The Next Generation
Meanwhile, the series The Next Generation depicts portraits of young women with untouched, natural afro hair, and implores “mothers with memories of being told their hair was ‘bad’ and ‘unattractive’” to instead instill their children with a sense of “pride and love” for their natural hair.
How did you get into photography? I started off taking it at sixth form to fill in the time as I concentrated on other A-levels such as Psychology, but it ended up being the one which most challenged me. I had to think in a completely different way than I was used to. The last 2 years have been pivotal to the direction of my photography. The decision to refocus my photography on my identity as a British-Nigerian, femininity and the less spoken narratives of West African heritage, remains my motivation to keep pushing.

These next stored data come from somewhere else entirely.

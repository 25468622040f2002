#[cfg(feature = "json")]
use serde::{Deserialize, Serialize};

use crate::{
    parser::{append_conc, append_cont, parse_subset, ParseContext, Parser},
    tree::NodeId,
    types::{custom::UserDefinedTag, note::NoteLink, source::citation::Citation},
};

/// A phonetic or romanized variation of a place name (tags: FONE, ROMN).
#[derive(Clone, Debug, Default, PartialEq)]
#[cfg_attr(feature = "json", derive(Serialize, Deserialize))]
pub struct PlaceNameVariation {
    pub value: Option<String>,
    /// The method used to produce the variation (tag: TYPE).
    pub variation_type: Option<String>,
    pub custom_data: Vec<Box<UserDefinedTag>>,
}

impl PlaceNameVariation {
    /// Creates a new `PlaceNameVariation` from a FONE or ROMN node.
    #[must_use]
    pub fn new(ctx: &mut ParseContext, node: NodeId) -> PlaceNameVariation {
        let mut variation = PlaceNameVariation::default();
        variation.parse(ctx, node);
        variation
    }
}

impl Parser for PlaceNameVariation {
    fn parse(&mut self, ctx: &mut ParseContext, node: NodeId) {
        self.value = ctx.node(node).value.clone();

        let handle_subset = |tag: &str, child: NodeId, ctx: &mut ParseContext| -> bool {
            match tag {
                "TYPE" => {
                    self.variation_type = Some(ctx.take_line_value(child, &mut self.custom_data));
                }
                _ => return false,
            }
            true
        };
        let custom = parse_subset(ctx, node, handle_subset);
        self.custom_data.extend(custom);
    }
}

/// The place where an event occurred (tag: PLAC).
///
/// The name is the jurisdictional list from the line value, reassembled
/// from its continuations. Phonetic and romanized variations and map
/// coordinates are 5.5.1 additions and warn in a 5.5 file.
#[derive(Clone, Debug, Default, PartialEq)]
#[cfg_attr(feature = "json", derive(Serialize, Deserialize))]
pub struct Place {
    pub name: Option<String>,
    /// Jurisdiction hierarchy for this place (tag: FORM).
    pub form: Option<String>,
    pub phonetic: Vec<PlaceNameVariation>,
    pub romanized: Vec<PlaceNameVariation>,
    /// Latitude from the MAP structure (tag: LATI).
    pub latitude: Option<String>,
    /// Longitude from the MAP structure (tag: LONG).
    pub longitude: Option<String>,
    pub citations: Vec<Citation>,
    pub notes: Vec<NoteLink>,
    pub custom_data: Vec<Box<UserDefinedTag>>,
}

impl Place {
    /// Creates a new `Place` from a PLAC node.
    #[must_use]
    pub fn new(ctx: &mut ParseContext, node: NodeId) -> Place {
        let mut place = Place::default();
        place.parse(ctx, node);
        place
    }

    fn parse_map(&mut self, ctx: &mut ParseContext, node: NodeId) {
        let handle_subset = |tag: &str, child: NodeId, ctx: &mut ParseContext| -> bool {
            match tag {
                "LATI" => self.latitude = Some(ctx.take_line_value(child, &mut self.custom_data)),
                "LONG" => self.longitude = Some(ctx.take_line_value(child, &mut self.custom_data)),
                _ => return false,
            }
            true
        };
        let custom = parse_subset(ctx, node, handle_subset);
        self.custom_data.extend(custom);
    }
}

impl Parser for Place {
    fn parse(&mut self, ctx: &mut ParseContext, node: NodeId) {
        let mut lines = Vec::new();
        if let Some(value) = ctx.node(node).value.clone() {
            lines.push(value);
        }

        let handle_subset = |tag: &str, child: NodeId, ctx: &mut ParseContext| -> bool {
            match tag {
                "CONT" => {
                    let value = ctx.take_line_value(child, &mut self.custom_data);
                    append_cont(&mut lines, Some(&value));
                }
                "CONC" => {
                    let value = ctx.take_line_value(child, &mut self.custom_data);
                    append_conc(&mut lines, Some(&value));
                }
                "FORM" => self.form = Some(ctx.take_line_value(child, &mut self.custom_data)),
                "FONE" => {
                    ctx.warn_new_feature(ctx.node(child).line, "phonetic place name variation");
                    self.phonetic.push(PlaceNameVariation::new(ctx, child));
                }
                "ROMN" => {
                    ctx.warn_new_feature(ctx.node(child).line, "romanized place name variation");
                    self.romanized.push(PlaceNameVariation::new(ctx, child));
                }
                "MAP" => {
                    ctx.warn_new_feature(ctx.node(child).line, "place map coordinates");
                    self.parse_map(ctx, child);
                }
                "SOUR" => self.citations.push(Citation::new(ctx, child)),
                "NOTE" => self.notes.push(NoteLink::new(ctx, child)),
                _ => return false,
            }
            true
        };
        let custom = parse_subset(ctx, node, handle_subset);
        self.custom_data.extend(custom);

        if !lines.is_empty() {
            self.name = Some(lines.join("\n"));
        }
    }
}

#[cfg(test)]
mod tests {
    use crate::Gedcom;

    #[test]
    fn test_parse_place_with_map() {
        let sample = "\
            0 HEAD\n\
            1 GEDC\n\
            2 VERS 5.5.1\n\
            0 @I1@ INDI\n\
            1 BIRT\n\
            2 PLAC Tonawanda, Erie, New York, USA\n\
            3 MAP\n\
            4 LATI N42.991660\n\
            4 LONG W78.904960\n\
            0 TRLR";

        let document = Gedcom::new(sample).parse().unwrap();
        let place = document.individuals["@I1@"].events[0]
            .detail
            .place
            .as_ref()
            .unwrap();

        assert_eq!(place.name.as_deref(), Some("Tonawanda, Erie, New York, USA"));
        assert_eq!(place.latitude.as_deref(), Some("N42.991660"));
        assert_eq!(place.longitude.as_deref(), Some("W78.904960"));
        assert!(document.warnings.is_empty(), "{:?}", document.warnings);
    }

    #[test]
    fn test_place_variations_warn_in_55_file() {
        let sample = "\
            0 HEAD\n\
            1 GEDC\n\
            2 VERS 5.5\n\
            0 @I1@ INDI\n\
            1 BIRT\n\
            2 PLAC München\n\
            3 ROMN Munich\n\
            4 TYPE romanized\n\
            0 TRLR";

        let document = Gedcom::new(sample).parse().unwrap();
        let place = document.individuals["@I1@"].events[0]
            .detail
            .place
            .as_ref()
            .unwrap();

        assert_eq!(place.romanized[0].value.as_deref(), Some("Munich"));
        assert!(document
            .warnings
            .iter()
            .any(|w| w.contains("romanized place name variation")));
    }
}
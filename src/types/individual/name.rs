#[cfg(feature = "json")]
use serde::{Deserialize, Serialize};

use crate::{
    parser::{parse_subset, ParseContext, Parser},
    tree::NodeId,
    types::{custom::UserDefinedTag, note::NoteLink, source::citation::Citation},
};

/// A phonetic or romanized rendition of a personal name (tags: FONE, ROMN).
///
/// Carries its own copy of the name pieces, since a transliterated name may
/// split differently than the primary form.
#[derive(Clone, Debug, Default, PartialEq)]
#[cfg_attr(feature = "json", derive(Serialize, Deserialize))]
pub struct PersonalNameVariation {
    pub value: Option<String>,
    /// The method used to produce the variation (tag: TYPE).
    pub variation_type: Option<String>,
    pub prefix: Option<String>,
    pub given: Option<String>,
    pub nickname: Option<String>,
    pub surname_prefix: Option<String>,
    pub surname: Option<String>,
    pub suffix: Option<String>,
    pub citations: Vec<Citation>,
    pub notes: Vec<NoteLink>,
    pub custom_data: Vec<Box<UserDefinedTag>>,
}

impl PersonalNameVariation {
    /// Creates a new `PersonalNameVariation` from a FONE or ROMN node.
    #[must_use]
    pub fn new(ctx: &mut ParseContext, node: NodeId) -> PersonalNameVariation {
        let mut variation = PersonalNameVariation::default();
        variation.parse(ctx, node);
        variation
    }
}

impl Parser for PersonalNameVariation {
    fn parse(&mut self, ctx: &mut ParseContext, node: NodeId) {
        self.value = ctx.node(node).value.clone();

        let handle_subset = |tag: &str, child: NodeId, ctx: &mut ParseContext| -> bool {
            match tag {
                "TYPE" => {
                    self.variation_type = Some(ctx.take_line_value(child, &mut self.custom_data));
                }
                "NPFX" => self.prefix = Some(ctx.take_line_value(child, &mut self.custom_data)),
                "GIVN" => self.given = Some(ctx.take_line_value(child, &mut self.custom_data)),
                "NICK" => self.nickname = Some(ctx.take_line_value(child, &mut self.custom_data)),
                "SPFX" => {
                    self.surname_prefix = Some(ctx.take_line_value(child, &mut self.custom_data));
                }
                "SURN" => self.surname = Some(ctx.take_line_value(child, &mut self.custom_data)),
                "NSFX" => self.suffix = Some(ctx.take_line_value(child, &mut self.custom_data)),
                "SOUR" => self.citations.push(Citation::new(ctx, child)),
                "NOTE" => self.notes.push(NoteLink::new(ctx, child)),
                _ => return false,
            }
            true
        };
        let custom = parse_subset(ctx, node, handle_subset);
        self.custom_data.extend(custom);
    }
}

/// A personal name of an individual (tag: NAME).
///
/// `basic` is the whole name as written on the NAME line, with the surname
/// between slashes; the piece fields carry the producer's own split when
/// present.
#[derive(Clone, Debug, Default, PartialEq)]
#[cfg_attr(feature = "json", derive(Serialize, Deserialize))]
pub struct PersonalName {
    /// The full name as written, e.g. `John /Smith/`.
    pub basic: Option<String>,
    /// Name prefix (tag: NPFX), e.g. `Dr.`
    pub prefix: Option<String>,
    /// Given names (tag: GIVN).
    pub given: Option<String>,
    /// Nickname (tag: NICK).
    pub nickname: Option<String>,
    /// Surname prefix (tag: SPFX), e.g. `van der`.
    pub surname_prefix: Option<String>,
    /// Surname (tag: SURN).
    pub surname: Option<String>,
    /// Name suffix (tag: NSFX), e.g. `Jr.`
    pub suffix: Option<String>,
    /// Phonetic renditions (tag: FONE, 5.5.1).
    pub phonetic: Vec<PersonalNameVariation>,
    /// Romanized renditions (tag: ROMN, 5.5.1).
    pub romanized: Vec<PersonalNameVariation>,
    pub citations: Vec<Citation>,
    pub notes: Vec<NoteLink>,
    pub custom_data: Vec<Box<UserDefinedTag>>,
}

impl PersonalName {
    /// Creates a new `PersonalName` from a NAME node.
    #[must_use]
    pub fn new(ctx: &mut ParseContext, node: NodeId) -> PersonalName {
        let mut name = PersonalName::default();
        name.parse(ctx, node);
        name
    }
}

impl Parser for PersonalName {
    fn parse(&mut self, ctx: &mut ParseContext, node: NodeId) {
        self.basic = ctx.node(node).value.clone();

        let handle_subset = |tag: &str, child: NodeId, ctx: &mut ParseContext| -> bool {
            match tag {
                "NPFX" => self.prefix = Some(ctx.take_line_value(child, &mut self.custom_data)),
                "GIVN" => self.given = Some(ctx.take_line_value(child, &mut self.custom_data)),
                "NICK" => self.nickname = Some(ctx.take_line_value(child, &mut self.custom_data)),
                "SPFX" => {
                    self.surname_prefix = Some(ctx.take_line_value(child, &mut self.custom_data));
                }
                "SURN" => self.surname = Some(ctx.take_line_value(child, &mut self.custom_data)),
                "NSFX" => self.suffix = Some(ctx.take_line_value(child, &mut self.custom_data)),
                "FONE" => {
                    ctx.warn_new_feature(ctx.node(child).line, "phonetic name variation");
                    self.phonetic.push(PersonalNameVariation::new(ctx, child));
                }
                "ROMN" => {
                    ctx.warn_new_feature(ctx.node(child).line, "romanized name variation");
                    self.romanized.push(PersonalNameVariation::new(ctx, child));
                }
                "SOUR" => self.citations.push(Citation::new(ctx, child)),
                "NOTE" => self.notes.push(NoteLink::new(ctx, child)),
                _ => return false,
            }
            true
        };
        let custom = parse_subset(ctx, node, handle_subset);
        self.custom_data.extend(custom);
    }
}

Who are some of the artists who inspire you? You have previously mentioned J.D Ojeikere and his iconic Hairstylesseries, where do you see your work in relation to this? As an extension of this conversation? I always revisit Carrie Mae Weems and her unforgettable Kitchen Table series. I sometimes mediate on it as a reminder to keep portraying the stories of black women, keep portraying stories of myself. Because who better to tell my truth, than me? Other late greats, such as Seydou Keïta , Malick Sidibé, Irving Penn and Robert Mapplethorpe are photographers, who for me, were visionaries on the merging of art and fashion.
It’s so funny, because with J.D’s work, I actually saw his images in-between shooting mine. I will say though that this wasn’t really a continuation of a conversation, because in some ways the conversation around the underlying symbolisms of these hairstyles, the messages that were once so important have been lost within contemporary society and not been spoken on enough.